Could you return the lines below exactly, from the first line up to and including the line that holds "the output of"?

[Extracted material]:
== Segment start ==

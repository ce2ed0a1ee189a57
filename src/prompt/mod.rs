// Hive Prompt Assembler
//
// Builds the single system-prompt string the orchestrator sends as the
// second system message (after the fixed runtime-guardrails message, see
// `orchestrator::guardrails`). Seven layers, concatenated with blank-line
// separators, each under a literal heading — same layered-string style as
// the teacher's `engine/orchestrator/mod.rs` prompt builder and
// `engine/compaction.rs`'s threshold-struct-of-defaults approach.

use crate::atoms::constants::PROMPT_WORD_BUDGET;
use crate::atoms::types::{overlap_tokens, shared_token_count, Agent, Episode, Knowledge};
use std::path::Path;

/// Profile rows carried on the primary agent, read from `Store::primary_agent_profile`.
#[derive(Debug, Clone, Default)]
pub struct AgentProfile {
    pub dob: Option<String>,
    pub location: Option<String>,
    pub profession: Option<String>,
    pub about_raw: Option<String>,
    pub agent_name: Option<String>,
}

pub struct AssembledPrompt {
    pub text: String,
    pub episodes_dropped: usize,
}

/// Assemble the layered system prompt. `episode_candidates` should already
/// be sorted most-relevant-first (e.g. the output of
/// `Store::find_relevant_episodes`); only the first 3 are considered.
pub fn assemble(
    agent: &Agent,
    profile: &AgentProfile,
    pinned_knowledge: &[Knowledge],
    episode_candidates: &[Episode],
    mode_prompt: Option<&str>,
    prompts_dir: &Path,
) -> AssembledPrompt {
    let mut episodes: Vec<&Episode> = episode_candidates.iter().take(3).collect();
    let mut dropped = 0usize;

    loop {
        let text = render(agent, profile, pinned_knowledge, &episodes, mode_prompt, prompts_dir);
        if word_count(&text) <= PROMPT_WORD_BUDGET || episodes.is_empty() {
            if word_count(&text) <= PROMPT_WORD_BUDGET {
                return AssembledPrompt {
                    text,
                    episodes_dropped: dropped,
                };
            }
            return AssembledPrompt {
                text: truncate_to_word_budget(&text),
                episodes_dropped: dropped,
            };
        }
        episodes.pop();
        dropped += 1;
    }
}

fn render(
    agent: &Agent,
    profile: &AgentProfile,
    pinned_knowledge: &[Knowledge],
    episodes: &[&Episode],
    mode_prompt: Option<&str>,
    prompts_dir: &Path,
) -> String {
    let mut layers = Vec::new();

    // 1. Base persona.
    layers.push(substitute_placeholders(&agent.persona, agent, profile));

    // 2. User profile.
    layers.push(render_profile_layer(agent, profile));

    // 3. Pinned knowledge.
    layers.push(render_knowledge_layer(pinned_knowledge));

    // 4. Episodic memories.
    if !episodes.is_empty() {
        layers.push(render_episodes_layer(episodes));
    }

    // 5. Mode prompt.
    if let Some(mode) = mode_prompt {
        layers.push(substitute_placeholders(mode, agent, profile));
    }

    // 6. Local prompt files.
    if let Some(layer) = render_prompt_files_layer(prompts_dir, agent, profile) {
        layers.push(layer);
    }

    // 7. Current date/time.
    layers.push(render_datetime_layer());

    layers.join("\n\n")
}

fn render_profile_layer(agent: &Agent, profile: &AgentProfile) -> String {
    let mut lines = vec!["# User Profile".to_string(), format!("Name: {}", agent.name)];
    if let Some(dob) = &profile.dob {
        lines.push(format!("Date of birth: {dob}"));
    }
    if let Some(location) = &profile.location {
        lines.push(format!("Location: {location}"));
    }
    if let Some(profession) = &profile.profession {
        lines.push(format!("Profession: {profession}"));
    }
    if let Some(about) = &profile.about_raw {
        lines.push(format!("About: {about}"));
    }
    lines.join("\n")
}

fn render_knowledge_layer(pinned: &[Knowledge]) -> String {
    let mut lines = vec!["# Pinned Knowledge".to_string()];
    if pinned.is_empty() {
        lines.push("(no pinned knowledge)".to_string());
    } else {
        for row in pinned {
            lines.push(format!("- {}", row.content));
        }
    }
    lines.join("\n")
}

fn render_episodes_layer(episodes: &[&Episode]) -> String {
    let mut lines = vec!["# Episodic Memories".to_string()];
    for ep in episodes {
        lines.push(format!("- {}", ep.content));
    }
    lines.join("\n")
}

fn render_prompt_files_layer(
    prompts_dir: &Path,
    agent: &Agent,
    profile: &AgentProfile,
) -> Option<String> {
    let mut files = Vec::new();
    walk_prompt_files(prompts_dir, prompts_dir, &mut files);
    if files.is_empty() {
        return None;
    }
    files.sort();

    let mut lines = vec!["# Prompt Files".to_string()];
    for rel_path in files {
        let full_path = prompts_dir.join(&rel_path);
        lines.push(format!("[{}]", rel_path.display()));
        match std::fs::read_to_string(&full_path) {
            Ok(contents) if contents.trim().is_empty() => {
                lines.push("(empty file)".to_string());
            }
            Ok(contents) => lines.push(substitute_placeholders(&contents, agent, profile)),
            Err(_) => lines.push("(unreadable file)".to_string()),
        }
    }
    Some(lines.join("\n"))
}

fn walk_prompt_files(root: &Path, dir: &Path, out: &mut Vec<std::path::PathBuf>) {
    let Ok(entries) = std::fs::read_dir(dir) else {
        return;
    };
    for entry in entries.flatten() {
        let path = entry.path();
        if path.is_dir() {
            walk_prompt_files(root, &path, out);
        } else if let Ok(rel) = path.strip_prefix(root) {
            out.push(rel.to_path_buf());
        }
    }
}

fn render_datetime_layer() -> String {
    let now = chrono::Local::now();
    format!(
        "# Current Date & Time\nISO-8601: {}\nLocal: {}",
        now.to_rfc3339(),
        now.format("%A, %B %-d, %Y %H:%M %Z")
    )
}

fn substitute_placeholders(template: &str, agent: &Agent, profile: &AgentProfile) -> String {
    let agent_name = profile.agent_name.as_deref().unwrap_or(&agent.name);
    template
        .replace("{name}", &agent.name)
        .replace("{agent_name}", agent_name)
}

fn word_count(s: &str) -> usize {
    s.split_whitespace().count()
}

fn truncate_to_word_budget(s: &str) -> String {
    let words: Vec<&str> = s.split_whitespace().collect();
    if words.len() <= PROMPT_WORD_BUDGET {
        return s.to_string();
    }
    let mut truncated = words[..PROMPT_WORD_BUDGET].join(" ");
    truncated.push_str(" …");
    truncated
}

/// Score and sort episode candidates by token overlap with `query`
/// (ties broken by recency, which the caller should already have applied
/// by fetching in recency order before calling this).
pub fn rank_episodes_by_relevance<'a>(episodes: &'a [Episode], query: &str) -> Vec<&'a Episode> {
    let query_tokens = overlap_tokens(query);
    let mut scored: Vec<(usize, &Episode)> = episodes
        .iter()
        .map(|ep| (shared_token_count(&query_tokens, &overlap_tokens(&ep.content)), ep))
        .collect();
    scored.sort_by(|a, b| b.0.cmp(&a.0));
    scored.into_iter().map(|(_, ep)| ep).collect()
}

#[cfg(test)]
mod tests {
    use super::*;

    fn test_agent() -> Agent {
        Agent {
            id: "a1".into(),
            name: "Hive".into(),
            persona: "You are {agent_name}, a helpful assistant for {name}.".into(),
            default_model: "gpt-4o".into(),
            created_at: "now".into(),
            updated_at: "now".into(),
        }
    }

    #[test]
    fn placeholders_are_substituted() {
        let agent = test_agent();
        let profile = AgentProfile {
            agent_name: Some("Hivemind".into()),
            ..Default::default()
        };
        let result = substitute_placeholders(&agent.persona, &agent, &profile);
        assert_eq!(result, "You are Hivemind, a helpful assistant for Hive.");
    }

    #[test]
    fn empty_pinned_knowledge_renders_placeholder_line() {
        let layer = render_knowledge_layer(&[]);
        assert!(layer.contains("(no pinned knowledge)"));
    }

    #[test]
    fn assemble_stays_under_word_budget_without_episodes() {
        let agent = test_agent();
        let profile = AgentProfile::default();
        let dir = tempfile::tempdir().unwrap();
        let result = assemble(&agent, &profile, &[], &[], None, dir.path());
        assert!(word_count(&result.text) <= PROMPT_WORD_BUDGET);
        assert_eq!(result.episodes_dropped, 0);
    }

    #[test]
    fn assemble_drops_episodes_when_over_budget() {
        let agent = Agent {
            persona: "word ".repeat(PROMPT_WORD_BUDGET + 100),
            ..test_agent()
        };
        let profile = AgentProfile::default();
        let episodes = vec![Episode {
            id: "e1".into(),
            agent_id: "a1".into(),
            conversation_id: None,
            content: "an episode".into(),
            mood: None,
            created_at: "now".into(),
        }];
        let dir = tempfile::tempdir().unwrap();
        let result = assemble(&agent, &profile, &[], &episodes, None, dir.path());
        assert_eq!(result.episodes_dropped, 1);
        assert!(word_count(&result.text) <= PROMPT_WORD_BUDGET);
    }

    #[test]
    fn prompt_files_layer_reads_nested_files_sorted() {
        let dir = tempfile::tempdir().unwrap();
        std::fs::create_dir_all(dir.path().join("sub")).unwrap();
        std::fs::write(dir.path().join("b.md"), "second").unwrap();
        std::fs::write(dir.path().join("sub/a.md"), "nested").unwrap();
        let agent = test_agent();
        let profile = AgentProfile::default();
        let layer = render_prompt_files_layer(dir.path(), &agent, &profile).unwrap();
        assert!(layer.find("b.md").unwrap() > layer.find("sub").unwrap());
    }

    #[test]
    fn rank_episodes_by_relevance_orders_by_overlap() {
        let episodes = vec![
            Episode {
                id: "e1".into(),
                agent_id: "a1".into(),
                conversation_id: None,
                content: "unrelated content here".into(),
                mood: None,
                created_at: "now".into(),
            },
            Episode {
                id: "e2".into(),
                agent_id: "a1".into(),
                conversation_id: None,
                content: "hiking mountains trip".into(),
                mood: None,
                created_at: "now".into(),
            },
        ];
        let ranked = rank_episodes_by_relevance(&episodes, "planning a hiking mountains trip");
        assert_eq!(ranked[0].id, "e2");
    }
}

== Segment end ==

[Answer to the problem]:
repository ce2ed0a1ee189a57
filename src/prompt/mod.rs
// Hive Prompt Assembler
//
// Builds the single system-prompt string the orchestrator sends as the
// second system message (after the fixed runtime-guardrails message, see
// `orchestrator::guardrails`). Seven layers, concatenated with blank-line
// separators, each under a literal heading — same layered-string style as
// the teacher's `engine/orchestrator/mod.rs` prompt builder and
// `engine/compaction.rs`'s threshold-struct-of-defaults approach.

use crate::atoms::constants::PROMPT_WORD_BUDGET;
use crate::atoms::types::{overlap_tokens, shared_token_count, Agent, Episode, Knowledge};
use std::path::Path;

/// Profile rows carried on the primary agent, read from `Store::primary_agent_profile`.
#[derive(Debug, Clone, Default)]
pub struct AgentProfile {
    pub dob: Option<String>,
    pub location: Option<String>,
    pub profession: Option<String>,
    pub about_raw: Option<String>,
    pub agent_name: Option<String>,
}

pub struct AssembledPrompt {
    pub text: String,
    pub episodes_dropped: usize,
}

/// Assemble the layered system prompt. `episode_candidates` should already
/// be sorted most-relevant-first (e.g. the output of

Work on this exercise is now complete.